Cette pensée, il faut la faire cesser. Pour cela il n'y a qu'un moyen, c'est de présenter le projet dont nous a parlé M. le ministre et qui a pour objet la révision de notre tarif. Sous ce rapport, si l'honorable M. Coomans s'était borné à demander au gouvernement de hâter la présentation de ce projet de loi, je me serais volontiers associé à lui pour appuyer cette demande. Je sais que c'est un travail difficile à faire, un travail qui doit prendre du temps pour être bien fait et pour être préparé de manière à abréger la discussion dans cette chambre. Cependant, comme je le disais tout à l'heure, lorsqu'on ne cesse, dans les campagnes, de représenter l'agriculture comme victime de la protection accordée aux autres industries, je ne puis assez engager le gouvernement à hâter la présentation de ce projet de loi.

M. Rodenbach. - Messieurs, je dois appuyer ce que vient de dire l'honorable préopinant. Il n'est pas rationnel, je dirai même qu'il est inique de ne protéger l'agriculture que de 4 ou 5 p. c. tandis que l'industrie houillère est protégée peut-être de 100 p. c, et que l'industrie des fers est protégée de 100 à 150 p. c ; et ce sont ces industries qui ont une importance de 30 à 40 millions.
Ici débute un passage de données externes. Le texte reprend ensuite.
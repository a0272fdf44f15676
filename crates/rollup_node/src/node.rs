//! Core rollup node implementation.

use crate::executor::BlockExecutor;
use crate::sync::DaSyncer;
use anyhow::{bail, Context, Result};
use block_schema::Block;
use config::NodeConfig;
use da::{registry, BaseResult, DaLayer, ResultSubmitBlock};
use state::{ChainState, ChainStateStore, GenesisDoc};
use std::sync::Arc;
use store::SledStore;
use tokio::sync::RwLock;
use tracing::{info, warn};

/// Tree holding the DA client's index and content entries.
pub const DA_TREE: &str = "da";
/// Tree holding the chain state.
pub const STATE_TREE: &str = "state";

/// The rollup node.
pub struct RollupNode {
    config: NodeConfig,
    da: Arc<dyn DaLayer>,
    state_store: Arc<ChainStateStore<SledStore>>,
    state: Arc<RwLock<ChainState>>,
}

impl RollupNode {
    /// Open a node backed by the database in `config.db_dir()`.
    pub fn open(config: NodeConfig, genesis: &GenesisDoc) -> Result<Self> {
        config.validate()?;
        let db_dir = config.db_dir();
        std::fs::create_dir_all(&db_dir)
            .with_context(|| format!("failed to create {}", db_dir.display()))?;
        let db = sled::open(&db_dir)
            .with_context(|| format!("failed to open database at {}", db_dir.display()))?;
        // The DA client's blocks live for this process only; its height starts
        // over on every open.
        let da_db = sled::Config::new().temporary(true).open()?;
        let da = Self::init_da_client(&config, &da_db)?;
        Self::build(config, genesis, &db, da, true)
    }

    /// Create an in-memory node (for testing).
    pub fn in_memory(config: NodeConfig, genesis: &GenesisDoc) -> Result<Self> {
        config.validate()?;
        let db = sled::Config::new().temporary(true).open()?;
        let da = Self::init_da_client(&config, &db)?;
        Self::build(config, genesis, &db, da, true)
    }

    /// Resolve the configured DA backend and initialize it on the `da` tree of `db`.
    pub fn init_da_client(config: &NodeConfig, db: &sled::Db) -> Result<Arc<dyn DaLayer>> {
        let mut da = registry::get_client(&config.da_layer)?;
        da.init(
            config.block_manager.header_namespace_id,
            config.da_config.as_bytes(),
            Arc::new(SledStore::from_db(db, DA_TREE)?),
        )
        .with_context(|| format!("failed to initialize DA layer client {}", config.da_layer))?;
        Ok(Arc::from(da))
    }

    /// Build a node around an already initialized DA client whose history
    /// persists alongside `db`.
    ///
    /// Loads the persisted chain state, or creates it from `genesis` on first start.
    pub fn with_da_client(
        config: NodeConfig,
        genesis: &GenesisDoc,
        db: &sled::Db,
        da: Arc<dyn DaLayer>,
    ) -> Result<Self> {
        Self::build(config, genesis, db, da, false)
    }

    /// With `fresh_da`, the DA client starts without history and the DA cursor
    /// restarts at `da_start_height`.
    fn build(
        config: NodeConfig,
        genesis: &GenesisDoc,
        db: &sled::Db,
        da: Arc<dyn DaLayer>,
        fresh_da: bool,
    ) -> Result<Self> {
        let state_store = ChainStateStore::new(SledStore::from_db(db, STATE_TREE)?);

        let mut state = match state_store.load()? {
            Some(state) => {
                if state.chain_id != genesis.chain_id {
                    bail!(
                        "database belongs to chain {}, genesis is for {}",
                        state.chain_id,
                        genesis.chain_id
                    );
                }
                info!(
                    "Loaded chain state: height={}, da_height={}",
                    state.last_block_height, state.da_height
                );
                state
            }
            None => {
                let state = ChainState::from_genesis(genesis)?;
                info!(
                    "Created genesis state for chain {} at initial height {}",
                    state.chain_id, state.initial_height
                );
                state
            }
        };

        let da_start_height = config.block_manager.da_start_height;
        if fresh_da {
            if state.da_height != da_start_height {
                info!(
                    "DA layer has no history, restarting DA sync at height {} (was {})",
                    da_start_height, state.da_height
                );
                state.restart_da_height(da_start_height);
            }
            state_store.save_after_da_restart(&state)?;
        } else {
            if state.da_height < da_start_height {
                state.advance_da_height(da_start_height)?;
            }
            state_store.save(&state)?;
        }
        state_store.inner().flush()?;

        Ok(Self {
            config,
            da,
            state_store: Arc::new(state_store),
            state: Arc::new(RwLock::new(state)),
        })
    }

    pub fn config(&self) -> &NodeConfig {
        &self.config
    }

    /// The DA layer client.
    pub fn da(&self) -> Arc<dyn DaLayer> {
        Arc::clone(&self.da)
    }

    /// Snapshot of the current chain state.
    pub async fn state(&self) -> ChainState {
        self.state.read().await.clone()
    }

    /// Start background activity of the DA client.
    pub fn start(&self) -> Result<()> {
        self.da.start()?;
        info!("Rollup node started with DA layer {}", self.config.da_layer);
        Ok(())
    }

    /// Stop background activity of the DA client.
    pub fn stop(&self) -> Result<()> {
        self.da.stop()?;
        info!("Rollup node stopped");
        Ok(())
    }

    /// Anchor `block` on the DA layer.
    ///
    /// Gives up with a timeout result after one DA block time.
    pub async fn submit_block(&self, block: &Block) -> ResultSubmitBlock {
        let deadline = self.config.block_manager.da_block_time;
        let result = match tokio::time::timeout(deadline, self.da.submit_block(block)).await {
            Ok(result) => result,
            Err(_) => ResultSubmitBlock {
                base: BaseResult::timeout(format!(
                    "submission timed out after {}",
                    humantime::format_duration(deadline)
                )),
            },
        };

        if result.base.is_success() {
            info!(
                "Block {} ({}) anchored at DA height {}",
                block.height(),
                hex::encode(block.hash()),
                result.base.da_height
            );
        } else {
            warn!(
                "Failed to submit block {} to DA layer: {:?}: {}",
                block.height(),
                result.base.code,
                result.base.message
            );
        }
        result
    }

    /// A syncer that applies blocks retrieved from the DA layer to this node's state.
    pub fn syncer(&self, executor: Arc<dyn BlockExecutor>) -> DaSyncer {
        DaSyncer::new(
            Arc::clone(&self.da),
            Arc::clone(&self.state),
            Arc::clone(&self.state_store),
            executor,
            self.config.block_manager.da_block_time,
        )
    }
}

#[cfg(test)]
mod tests {
    use super::*;
    use da::StatusCode;

    fn genesis() -> GenesisDoc {
        GenesisDoc::new("rollup-1").with_validator(b"sequencer".to_vec(), 1)
    }

    #[tokio::test]
    async fn test_in_memory_genesis() {
        let node = RollupNode::in_memory(NodeConfig::default(), &genesis()).unwrap();
        let state = node.state().await;
        assert_eq!(state.chain_id, "rollup-1");
        assert_eq!(state.last_block_height, 0);
        assert_eq!(state.da_height, 1);
    }

    #[tokio::test]
    async fn test_da_start_height_lifts_cursor() {
        let mut config = NodeConfig::default();
        config.block_manager.da_start_height = 42;
        let node = RollupNode::in_memory(config, &genesis()).unwrap();
        assert_eq!(node.state().await.da_height, 42);
    }

    #[tokio::test]
    async fn test_reopen_restarts_da_cursor() {
        let dir = tempfile::tempdir().unwrap();
        let config = NodeConfig {
            root_dir: dir.path().to_path_buf(),
            ..Default::default()
        };

        {
            let mut config = config.clone();
            config.block_manager.da_start_height = 7;
            let node = RollupNode::open(config, &genesis()).unwrap();
            assert_eq!(node.state().await.da_height, 7);
        }

        // the mock DA layer starts over, so does the DA cursor
        let node = RollupNode::open(config, &genesis()).unwrap();
        let state = node.state().await;
        assert_eq!(state.chain_id, "rollup-1");
        assert_eq!(state.da_height, 1);
    }

    #[test]
    fn test_with_da_client_keeps_cursor() {
        let db = sled::Config::new().temporary(true).open().unwrap();
        let mut config = NodeConfig::default();
        config.block_manager.da_start_height = 7;
        let da = RollupNode::init_da_client(&config, &db).unwrap();
        drop(RollupNode::with_da_client(config.clone(), &genesis(), &db, da).unwrap());

        // a DA layer that keeps its history never moves the cursor back
        config.block_manager.da_start_height = 1;
        let da = RollupNode::init_da_client(&config, &db).unwrap();
        let node = RollupNode::with_da_client(config, &genesis(), &db, da).unwrap();
        assert_eq!(node.state.blocking_read().da_height, 7);
    }

    #[tokio::test]
    async fn test_reopen_with_other_chain_fails() {
        let dir = tempfile::tempdir().unwrap();
        let config = NodeConfig {
            root_dir: dir.path().to_path_buf(),
            ..Default::default()
        };
        drop(RollupNode::open(config.clone(), &genesis()).unwrap());

        let other = GenesisDoc::new("rollup-2").with_validator(b"sequencer".to_vec(), 1);
        assert!(RollupNode::open(config, &other).is_err());
    }

    #[test]
    fn test_unknown_da_layer() {
        let config = NodeConfig {
            da_layer: "carrier-pigeon".to_string(),
            ..Default::default()
        };
        let err = RollupNode::in_memory(config, &genesis()).err().unwrap();
        assert!(err.to_string().contains("carrier-pigeon"));
    }

    #[test]
    fn test_bad_da_config() {
        let config = NodeConfig {
            da_config: "notaduration".to_string(),
            ..Default::default()
        };
        assert!(RollupNode::in_memory(config, &genesis()).is_err());
    }

    #[tokio::test]
    async fn test_submit_block() {
        let node = RollupNode::in_memory(NodeConfig::default(), &genesis()).unwrap();
        let block = Block::new("rollup-1", 1, 0, [0u8; 32], vec![]);

        let result = node.submit_block(&block).await;
        assert_eq!(result.base.code, StatusCode::Success);
        assert_eq!(result.base.da_height, 1);
    }
}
Je défie le ministre de pouvoir démontrer qu'il n'a pas deux poids et deux mesures, lorsque l'agriculture n'est protégée que de 4 à 5 p. c, tandis que les autres grandes industries dont les cultivateurs ont besoin pour la confection des instruments nécessaires à l'agriculture, pour se vêtir, etc., obtiennent une protection de 100 et même de 150 p. c, qui les met à même de soutenir la concurrence. Il n'y a là ni égalité, ni justice. « On ne peut pas jeter la perturbation dans les industries, » a dit M. le ministre de l'intérieur. Et pourquoi, dirai-je à mon tour, n'a-t-on pas craint de jeter la perturbation dans l'agriculture ?

Aussi l'agriculture éprouve-t-elle en ce moment de vives souffrances. Dans ma province et notamment dans mon district, je connais des villages où trois ou quatre fermiers ont dû abandonner leur exploitation, parce qu'ils étaient dans un état de gêne, parce qu'ils ne pouvaient pas payer leurs baux, par suite du bas prix des céréales.

Vous voulez, dites-vous, protéger l'agriculture ; mais vous ne prenez aucune mesure efficace en faveur de l'agriculture ; tandis que vous accordez, je le répète, une protection de 100 et même de 150 p. c. aux grandes industries ; quant à ces industries, quoiqu'on dise que l'on révisera le tarif, vous demeurez dans un statu quo complet.

L'agriculture seule est frappée ; car ce n'est pas sans doute avec des médailles et des décorations que vous pourrez protéger efficacement l'agriculture.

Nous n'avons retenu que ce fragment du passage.